Hope you managed to find a little time for yourselves today, if not, tomorrow is another day, steal those 5 minutes :)

Didsomeonesaybunny · 04/02/2019 23:05

8fencing - hope you’re feeling a little better now. Love how exercise can make you instantly feel better.

I had a coffee with some girlfriends today which was nice and my DD went to bed at 8.30 so I’ve had a few hours of peace and quiet with a cup of tea which has been really lovely.

jellycatspyjamas · 05/02/2019 18:54

@8fencing, I’m studying trauma in all it’s firns really, car accidents to natural disasters to interpersonal trauma. I’m a social worker so work with traumatised people a fair bit, the Masters has been an excellent course for my work.

I’ve had a good couple of days - getting the balance between job, home, kids and me. Tonight I’m going to do some stitching in front of crap tv and just relax 😀

SleepDeprivedCabbageBrain · 05/02/2019 20:46

I bought some daffodils! DH cooked dinner.

But tons of extra work tonight and tomorrow, bleugh. Deadline on Thursday so self car again after that.

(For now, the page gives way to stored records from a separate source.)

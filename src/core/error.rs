//! Error types for auto-scroll setup.

use thiserror::Error;

/// Errors produced while wiring the auto-scroll triggers.
///
/// Only setup can fail. Scheduling and firing a debounced scroll never
/// return an error.
#[derive(Debug, Error)]
pub enum AutoScrollError {
    /// The host has no working size-change observation facility.
    #[error("size-change observer unavailable: {0}")]
    ObserverUnavailable(String),
    /// No element matches the selector.
    #[error("element not found: {0}")]
    ElementMissing(String),
    /// Configuration failed validation.
    #[error("invalid configuration: {0}")]
    Config(String),
    /// No timer runtime is reachable from the calling context.
    #[error("timer error: {0}")]
    Timer(String),
}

Lavenderdays · 05/02/2019 20:50

Unfortunately, I seemed to have moved on from one vice to another. I am on a diet (not shifting much weight yet), so I am eating very few of my favourite things - chocolate and wine and I have moved on to 'treating' myself to a new set of clothes in the on-line sales. I think part of this comes from the fact that I tend to wear the same old clothes (I am a sahm with baby plus school age children) and I tend to look mumsy most of the time, plus I don't go out a lot socially to wear nice clothes and I think I am trying to grab hold of some sort of identity = splurge on clothing. Not sure if this is self care or not (not when I see the resulting bank balance). I have also bought some second hand books recently.
On the plus side, I have been going to bed a bit earlier and reading instead of watching things on TV that I don't particularly want to watch but had fallen into the habit of doing so.

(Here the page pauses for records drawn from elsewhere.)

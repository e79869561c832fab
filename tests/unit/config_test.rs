//! Tests for configuration validation

use std::collections::HashMap;
use std::time::Duration;

use debounced_autoscroll::config::{AutoScrollConfig, MAX_DELAY_MS};
use debounced_autoscroll::core::ScrollBehavior;

fn lookup(vars: &[(&str, &str)]) -> impl Fn(&str) -> Option<String> {
    let map: HashMap<String, String> = vars
        .iter()
        .map(|(k, v)| ((*k).to_string(), (*v).to_string()))
        .collect();
    move |key| map.get(key).cloned()
}

#[test]
fn test_default_config_matches_reference_values() {
    let cfg = AutoScrollConfig::default();
    assert_eq!(cfg.debounce_wait_ms, 200);
    assert_eq!(cfg.post_load_delay_ms, 150);
    assert_eq!(cfg.container_selector, ".container");
    assert_eq!(cfg.behavior, ScrollBehavior::Smooth);
    assert!(cfg.validate().is_ok());
}

#[test]
fn test_config_zero_wait_is_valid() {
    let cfg = AutoScrollConfig {
        debounce_wait_ms: 0,
        post_load_delay_ms: 0,
        ..AutoScrollConfig::default()
    };
    assert!(cfg.validate().is_ok());
}

#[test]
fn test_config_invalid_wait() {
    let cfg = AutoScrollConfig {
        debounce_wait_ms: MAX_DELAY_MS + 1,
        ..AutoScrollConfig::default()
    };
    assert!(cfg.validate().is_err());
}

#[test]
fn test_config_invalid_post_load_delay() {
    let cfg = AutoScrollConfig {
        post_load_delay_ms: MAX_DELAY_MS + 1,
        ..AutoScrollConfig::default()
    };
    assert!(cfg.validate().is_err());
}

#[test]
fn test_config_empty_selector() {
    let cfg = AutoScrollConfig {
        container_selector: "   ".to_string(),
        ..AutoScrollConfig::default()
    };
    assert!(cfg.validate().is_err());
}

#[test]
fn test_config_from_json() {
    let json = r##"{
        "debounce_wait_ms": 300,
        "container_selector": "#chat",
        "behavior": "instant"
    }"##;

    let cfg = AutoScrollConfig::from_json_str(json).expect("valid config");
    assert_eq!(cfg.debounce_wait_ms, 300);
    assert_eq!(cfg.post_load_delay_ms, 150);
    assert_eq!(cfg.container_selector, "#chat");
    assert_eq!(cfg.behavior, ScrollBehavior::Instant);
}

#[test]
fn test_config_from_json_rejects_garbage() {
    assert!(AutoScrollConfig::from_json_str("{ not json").is_err());
    assert!(AutoScrollConfig::from_json_str(r#"{"container_selector": ""}"#).is_err());
}

#[test]
fn test_config_from_lookup() {
    let cfg = AutoScrollConfig::from_lookup(lookup(&[
        ("AUTOSCROLL_DEBOUNCE_WAIT_MS", "50"),
        ("AUTOSCROLL_POST_LOAD_DELAY_MS", " 10 "),
        ("AUTOSCROLL_CONTAINER_SELECTOR", ".log"),
        ("AUTOSCROLL_BEHAVIOR", "auto"),
    ]))
    .expect("valid env");

    assert_eq!(cfg.debounce_wait_ms, 50);
    assert_eq!(cfg.post_load_delay_ms, 10);
    assert_eq!(cfg.container_selector, ".log");
    assert_eq!(cfg.behavior, ScrollBehavior::Auto);
}

#[test]
fn test_config_from_lookup_defaults_when_unset() {
    let cfg = AutoScrollConfig::from_lookup(lookup(&[])).expect("defaults are valid");
    assert_eq!(cfg, AutoScrollConfig::default());
}

#[test]
fn test_config_from_lookup_bad_values() {
    assert!(AutoScrollConfig::from_lookup(lookup(&[("AUTOSCROLL_DEBOUNCE_WAIT_MS", "soon")])).is_err());
    assert!(AutoScrollConfig::from_lookup(lookup(&[("AUTOSCROLL_BEHAVIOR", "wobbly")])).is_err());
}

#[test]
fn test_config_to_options() {
    let cfg = AutoScrollConfig {
        container_selector: " .container ".to_string(),
        ..AutoScrollConfig::default()
    };
    let options = cfg.to_options();
    assert_eq!(options.wait, Duration::from_millis(200));
    assert_eq!(options.post_load_delay, Duration::from_millis(150));
    assert_eq!(options.container_selector, ".container");
}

8FencingWire · 06/02/2019 20:36

Lavender, new clothes are a need and a must sometimes. I really see them as ‘armour’, if you want. Don’t feel bad for doing something solely for yourself!

sleep,I walked into town today and I noticed lots of vases with daffodils in people’s homes :) (I love looking in people’s houses!)

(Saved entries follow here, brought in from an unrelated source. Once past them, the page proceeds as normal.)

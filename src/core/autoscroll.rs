//! Scroll-to-bottom wiring.
//!
//! Three triggers keep the page pinned to its bottom:
//!
//! 1. page load, followed by one direct scroll after a short settle delay,
//! 2. window resize,
//! 3. size changes of the watched container element.
//!
//! Triggers 2 and 3 go through one shared [`Debouncer`], so a burst of resize
//! notifications produces a single scroll per quiet period.

use std::sync::{Arc, Weak};
use std::time::Duration;

use parking_lot::Mutex;
use serde::{Deserialize, Serialize};

use super::debounce::Debouncer;
use super::host::{scroll_to_bottom, PageEvents, PageHost, ScrollBehavior};
use super::timer::TimerFacility;

/// Default debounce wait for resize-driven scrolls.
pub const DEFAULT_DEBOUNCE_WAIT: Duration = Duration::from_millis(200);
/// Default delay between the load event and the first scroll.
pub const DEFAULT_POST_LOAD_DELAY: Duration = Duration::from_millis(150);
/// Default selector of the watched container.
pub const DEFAULT_CONTAINER_SELECTOR: &str = ".container";

/// Runtime values for the wiring.
#[derive(Debug, Clone, PartialEq, Eq)]
pub struct AutoScrollOptions {
    /// Quiet period of the shared debouncer.
    pub wait: Duration,
    /// Delay between load and the first scroll.
    pub post_load_delay: Duration,
    /// Selector of the element whose size changes are watched.
    pub container_selector: String,
    /// Scroll animation.
    pub behavior: ScrollBehavior,
}

impl Default for AutoScrollOptions {
    fn default() -> Self {
        Self {
            wait: DEFAULT_DEBOUNCE_WAIT,
            post_load_delay: DEFAULT_POST_LOAD_DELAY,
            container_selector: DEFAULT_CONTAINER_SELECTOR.to_string(),
            behavior: ScrollBehavior::Smooth,
        }
    }
}

/// Outcome of attaching the size-change observer.
#[derive(Debug, Clone, PartialEq, Eq, Serialize, Deserialize)]
#[serde(rename_all = "snake_case")]
pub enum ObserverStatus {
    /// The page has not loaded yet.
    Pending,
    /// The container is being watched.
    Attached,
    /// No element matched the container selector.
    ElementMissing,
    /// The host could not provide a size-change observer.
    Failed(String),
}

/// Installed auto-scroll wiring for one page.
pub struct AutoScroll<H, T>
where
    T: TimerFacility,
{
    host: Arc<H>,
    debouncer: Debouncer<(), T>,
    /// Armed post-load scroll, cleared when it fires.
    post_load: Arc<Mutex<Option<T::Handle>>>,
    timer: T,
    observer: Arc<Mutex<ObserverStatus>>,
    options: AutoScrollOptions,
}

impl<H, T> AutoScroll<H, T>
where
    H: PageHost,
    T: TimerFacility + Clone,
{
    /// Register the load trigger on `host`. The resize and size-change
    /// triggers are attached once the page has loaded.
    pub fn install(host: Arc<H>, timer: T, options: AutoScrollOptions) -> Self {
        let behavior = options.behavior;
        let scroll_host: Weak<H> = Arc::downgrade(&host);
        let debouncer = Debouncer::new(
            move |()| {
                if let Some(host) = scroll_host.upgrade() {
                    scroll_to_bottom(&*host, behavior);
                }
            },
            options.wait,
            timer.clone(),
        );
        let observer = Arc::new(Mutex::new(ObserverStatus::Pending));
        let post_load: Arc<Mutex<Option<T::Handle>>> = Arc::new(Mutex::new(None));

        let load_timer = timer.clone();
        let load_post_load = Arc::clone(&post_load);
        let load_host = Arc::downgrade(&host);
        let load_debouncer = debouncer.clone();
        let load_observer = Arc::clone(&observer);
        let selector = options.container_selector.clone();
        let post_load_delay = options.post_load_delay;
        host.on_load(Box::new(move || {
            let Some(host) = load_host.upgrade() else {
                return;
            };
            tracing::debug!("page loaded");

            let first_scroll = Arc::downgrade(&host);
            let fired = Arc::clone(&load_post_load);
            // Held across `schedule` so the callback clears the stored handle
            // even when it fires before the handle is stored.
            let mut armed = load_post_load.lock();
            *armed = Some(load_timer.schedule(
                post_load_delay,
                Box::new(move || {
                    fired.lock().take();
                    if let Some(host) = first_scroll.upgrade() {
                        scroll_to_bottom(&*host, behavior);
                    }
                }),
            ));
            drop(armed);

            *load_observer.lock() = attach_observer(&*host, &selector, &load_debouncer);

            let resize = load_debouncer.clone();
            host.on_window_resize(Arc::new(move || resize.invoke(())));
        }));

        Self {
            host,
            debouncer,
            post_load,
            timer,
            observer,
            options,
        }
    }
}

impl<H, T> AutoScroll<H, T>
where
    T: TimerFacility,
{
    /// Current state of the size-change observer.
    pub fn observer_status(&self) -> ObserverStatus {
        self.observer.lock().clone()
    }

    /// Shared debouncer behind the resize triggers.
    pub fn debouncer(&self) -> &Debouncer<(), T> {
        &self.debouncer
    }

    /// Options the wiring was installed with.
    pub fn options(&self) -> &AutoScrollOptions {
        &self.options
    }

    /// Page the wiring is attached to.
    pub fn host(&self) -> &Arc<H> {
        &self.host
    }

    /// Drop the post-load scroll if it has not fired yet, and any pending
    /// debounced scroll. Returns whether either was pending.
    pub fn stop(&self) -> bool {
        let post_load = self.post_load.lock().take();
        let post_load_pending = post_load.is_some();
        if let Some(handle) = post_load {
            self.timer.cancel(handle);
            tracing::debug!("cancelled post-load scroll");
        }
        let debounced_pending = self.debouncer.cancel();
        post_load_pending || debounced_pending
    }
}

/// Watch the container, if there is one. Failure is logged and reported,
/// never propagated.
fn attach_observer<E, T>(host: &E, selector: &str, debouncer: &Debouncer<(), T>) -> ObserverStatus
where
    E: PageEvents + ?Sized,
    T: TimerFacility,
{
    let Some(element) = host.query_selector(selector) else {
        tracing::warn!(selector, "container element not found; size-change observer not attached");
        return ObserverStatus::ElementMissing;
    };

    let on_change = debouncer.clone();
    let callback = Arc::new(move || {
        tracing::debug!("container size change detected");
        on_change.invoke(());
    });
    match host.observe_resize(&element, callback) {
        Ok(()) => {
            tracing::info!(selector, "size-change observer watching container");
            ObserverStatus::Attached
        }
        Err(e) => {
            tracing::error!(selector, error = %e, "size-change observer unsupported or failed");
            ObserverStatus::Failed(e.to_string())
        }
    }
}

jelly, trauma happens to be one of my interests too! I’m a bit jealous you’re getting a masters in it, such an interesting topic. One of the books that changed my life is ‘The body keeps the score’, have you come across it?

bunny, you seem to have nailed the whole maternity leave thingy:). Glad you had a nice day:)

How are you doing Sarah?

I went to counselling and the first thing she said was that I look shattered. I am. I feel crushed by everything. Too much going on. Feels like I’m on one of those horrible spinney things the kids have in the playground. It’s so tiring, I feel nauseous. I’m not sure how to get off.
But I did go swimming, that made me feel 10X better. I looked at some beautiful art in a gallery. I ate well (cooked food). And I ordered some toner, moisturiser and cc cream off Beauty and Seoul. And I’m about to do my manicure. Getting there, slowly but surely :)

Have a good night one and all

jellycatspyjamas · 06/02/2019 21:23

It’s so interesting @8FencingWire, yes I know the book well, have you come across Judith Herman, Trauma and Recovery? She writes really well about trauma of all types, and developed a 3 stage approach to working with trauma. Christiane Sanderson and Stephen Joseph are well worth looking at too from a counselling/therapy point of view. I’m a bit of a study geek 😀

My self care today - I took the time to straighten my hair and do my make up before work, leaving me feeling put together all day.

jellycatspyjamas · 07/02/2019 17:36

Ive has a shitty stressful day today - just had some tea and toast in peace before the kids get home. I think a nice, relaxing bath with gin is on the cards tonight.